July 6th, 2012 | Flightlines | Posted by Kristin Davis
An Air Force Academy cadet helped save a life while in Washington, D.C. for a five-week internship at the Pentagon.
Early on June 9, Christopher Kirk, of Burlington, Iowa, headed back to his temporary lodging at Joint Base Anacostia-Bolling on Interstate 495 when a car flew past him at about 100 mph, according to an academy news release. Moments later, he saw a flash of yellow in the distance. The car had crashed and exploded into flames.
Kirk and four other people stopped at the scene. As two of them tried to pull a victim from the car’s backseat, Kirk grabbed him under his arms and helped pull him out. A driver and front seat passenger remained inside, the story said, but the flames beat back the rescuers.
Kirk focused his attention on the passenger they managed to remove from the car, giving him first aid and working to stabilize the man as he drifted in and out consciousness. The victim was later airlifted to a local hospital and is expected to survive, the story said, though he suffered severe burns.
“You know, you see that stuff in the movies all the time and so actually being involved was pretty foreign and surreal to me,” Kirk was quoted as saying.
He said basic military training taught him how to deal with the stress of the situation and also to provide basic medical care.

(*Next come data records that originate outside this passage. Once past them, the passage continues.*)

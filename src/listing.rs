use crate::models::{Paged, Pagination};

/// Displayed pagination, always a copy of the last accepted server metadata.
#[derive(Debug, Clone, Copy, PartialEq, Eq)]
pub struct PageState {
    pub current: u32,
    pub page_size: u32,
    pub total: u64,
}

impl PageState {
    pub fn new(page_size: u32) -> Self {
        Self {
            current: 1,
            page_size: page_size.max(1),
            total: 0,
        }
    }

    pub fn total_pages(&self) -> u64 {
        if self.page_size == 0 {
            return 0;
        }
        self.total.div_ceil(u64::from(self.page_size))
    }

    /// Page to request after switching to `new_size`, keeping the operator
    /// within range of the current result set.
    pub fn page_for_size(&self, new_size: u32) -> u32 {
        let new_size = u64::from(new_size.max(1));
        let last = self.total.div_ceil(new_size).max(1);
        u64::from(self.current).min(last).max(1) as u32
    }

    /// Whether `page` is a valid jump target that differs from the current page.
    pub fn can_jump_to(&self, page: u32) -> bool {
        page >= 1 && u64::from(page) <= self.total_pages() && page != self.current
    }
}

impl From<Pagination> for PageState {
    fn from(p: Pagination) -> Self {
        Self {
            current: p.page,
            page_size: p.page_size,
            total: p.total_items,
        }
    }
}

/// Identifies one dispatched fetch; only the newest ticket may land.
#[derive(Debug, Clone, Copy, PartialEq, Eq, PartialOrd, Ord)]
pub struct Ticket(u64);

/// One server-paginated page of rows plus the bookkeeping that keeps a slow,
/// superseded response from overwriting a newer one.
#[derive(Debug, Clone)]
pub struct PagedList<T, S = ()> {
    rows: Vec<T>,
    summary: Option<S>,
    page: PageState,
    dispatched: u64,
}

impl<T, S> PagedList<T, S> {
    pub fn new(page_size: u32) -> Self {
        Self {
            rows: Vec::new(),
            summary: None,
            page: PageState::new(page_size),
            dispatched: 0,
        }
    }

    pub fn rows(&self) -> &[T] {
        &self.rows
    }

    pub fn summary(&self) -> Option<&S> {
        self.summary.as_ref()
    }

    pub fn page(&self) -> PageState {
        self.page
    }

    /// Record a new fetch as the latest one.
    pub fn dispatch(&mut self) -> Ticket {
        self.dispatched += 1;
        Ticket(self.dispatched)
    }

    pub fn is_current(&self, ticket: Ticket) -> bool {
        ticket.0 == self.dispatched
    }

    /// Replace the page wholesale with a response. Returns `false` (and
    /// changes nothing) when a newer fetch has been dispatched since.
    pub fn accept(&mut self, ticket: Ticket, response: Paged<T, S>) -> bool {
        if !self.is_current(ticket) {
            tracing::debug!(
                "dropping superseded page response (ticket {}, latest {})",
                ticket.0,
                self.dispatched
            );
            return false;
        }
        self.rows = response.data;
        self.summary = response.summary;
        self.page = response.pagination.into();
        true
    }

    /// Clear rows and summary after a failed fetch, unless superseded.
    pub fn fail(&mut self, ticket: Ticket) -> bool {
        if !self.is_current(ticket) {
            return false;
        }
        self.rows.clear();
        self.summary = None;
        true
    }
}

/// An entry of the pager bar.
#[derive(Debug, Clone, Copy, PartialEq, Eq)]
pub enum PageItem {
    Page(u32),
    Ellipsis,
}

const MAX_VISIBLE_PAGES: u32 = 7;

/// Page buttons for a pager centered on `current`: at most seven numbered
/// pages in the window, with the first and last page always reachable and
/// skipped runs collapsed into an ellipsis. Empty when there are no pages.
pub fn page_items(current: u32, total_pages: u32) -> Vec<PageItem> {
    if total_pages == 0 {
        return Vec::new();
    }
    if total_pages <= MAX_VISIBLE_PAGES {
        return (1..=total_pages).map(PageItem::Page).collect();
    }

    let half = MAX_VISIBLE_PAGES / 2;
    let mut start = current.saturating_sub(half).max(1);
    let end = (start + MAX_VISIBLE_PAGES - 1).min(total_pages);
    if end - start < MAX_VISIBLE_PAGES - 1 {
        start = (end + 1).saturating_sub(MAX_VISIBLE_PAGES).max(1);
    }

    let mut items = Vec::with_capacity(MAX_VISIBLE_PAGES as usize + 4);
    if start > 1 {
        items.push(PageItem::Page(1));
        if start > 2 {
            items.push(PageItem::Ellipsis);
        }
    }
    items.extend((start..=end).map(PageItem::Page));
    if end < total_pages {
        if end < total_pages - 1 {
            items.push(PageItem::Ellipsis);
        }
        items.push(PageItem::Page(total_pages));
    }
    items
}

#[cfg(test)]
mod tests {
    use super::*;

    fn response(rows: Vec<&'static str>, page: u32, page_size: u32, total: u64) -> Paged<&'static str> {
        Paged {
            data: rows,
            pagination: Pagination {
                page,
                page_size,
                total_items: total,
                total_pages: None,
            },
            summary: None,
        }
    }

    #[test]
    fn pagination_is_taken_verbatim_from_the_server() {
        let mut list: PagedList<&str> = PagedList::new(10);
        let t = list.dispatch();
        // The server clamps page_size and reports a total that does not
        // match the row count; both are displayed as-is.
        assert!(list.accept(t, response(vec!["a", "b"], 3, 100, 1234)));
        assert_eq!(
            list.page(),
            PageState {
                current: 3,
                page_size: 100,
                total: 1234
            }
        );
        assert_eq!(list.rows(), &["a", "b"]);
    }

    #[test]
    fn stale_response_is_discarded() {
        let mut list: PagedList<&str> = PagedList::new(10);
        let slow = list.dispatch();
        let fast = list.dispatch();

        assert!(list.accept(fast, response(vec!["new"], 2, 10, 20)));
        assert!(!list.accept(slow, response(vec!["old"], 1, 10, 20)));
        assert!(!list.fail(slow));

        assert_eq!(list.rows(), &["new"]);
        assert_eq!(list.page().current, 2);
    }

    #[test]
    fn page_size_change_clamps_current_page() {
        let page = PageState {
            current: 9,
            page_size: 10,
            total: 85,
        };
        assert_eq!(page.page_for_size(50), 2);
        assert_eq!(page.page_for_size(5), 9);

        let empty = PageState::new(10);
        assert_eq!(empty.page_for_size(20), 1);
    }

    #[test]
    fn jump_targets_stay_in_range() {
        let page = PageState {
            current: 2,
            page_size: 10,
            total: 31,
        };
        assert_eq!(page.total_pages(), 4);
        assert!(page.can_jump_to(4));
        assert!(!page.can_jump_to(2));
        assert!(!page.can_jump_to(5));
        assert!(!page.can_jump_to(0));
    }

    #[test]
    fn pager_shows_every_page_when_few() {
        assert!(page_items(1, 0).is_empty());
        assert_eq!(
            page_items(2, 3),
            vec![PageItem::Page(1), PageItem::Page(2), PageItem::Page(3)]
        );
    }

    #[test]
    fn pager_window_with_ellipses() {
        use PageItem::{Ellipsis, Page};

        assert_eq!(
            page_items(1, 20),
            vec![Page(1), Page(2), Page(3), Page(4), Page(5), Page(6), Page(7), Ellipsis, Page(20)]
        );
        assert_eq!(
            page_items(10, 20),
            vec![
                Page(1),
                Ellipsis,
                Page(7),
                Page(8),
                Page(9),
                Page(10),
                Page(11),
                Page(12),
                Page(13),
                Ellipsis,
                Page(20)
            ]
        );
        assert_eq!(
            page_items(20, 20),
            vec![Page(1), Ellipsis, Page(14), Page(15), Page(16), Page(17), Page(18), Page(19), Page(20)]
        );
    }
}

“I was in the right place at the right time,” Kirk said. “I did what I though anyone else would do and tried to keep calm and keep my bearing and let the training take over.”
This blog shows the value of the Air Force Academy and the training involved to become an Air Force officer. C1C Kirk expedited to the accident and took the appropriate actions to reach the car victim in time. It’s reassuring to know that the SABC training and stress management, learned from the Academy, came with ease to Kirk. I commend him on his courage and professionalism.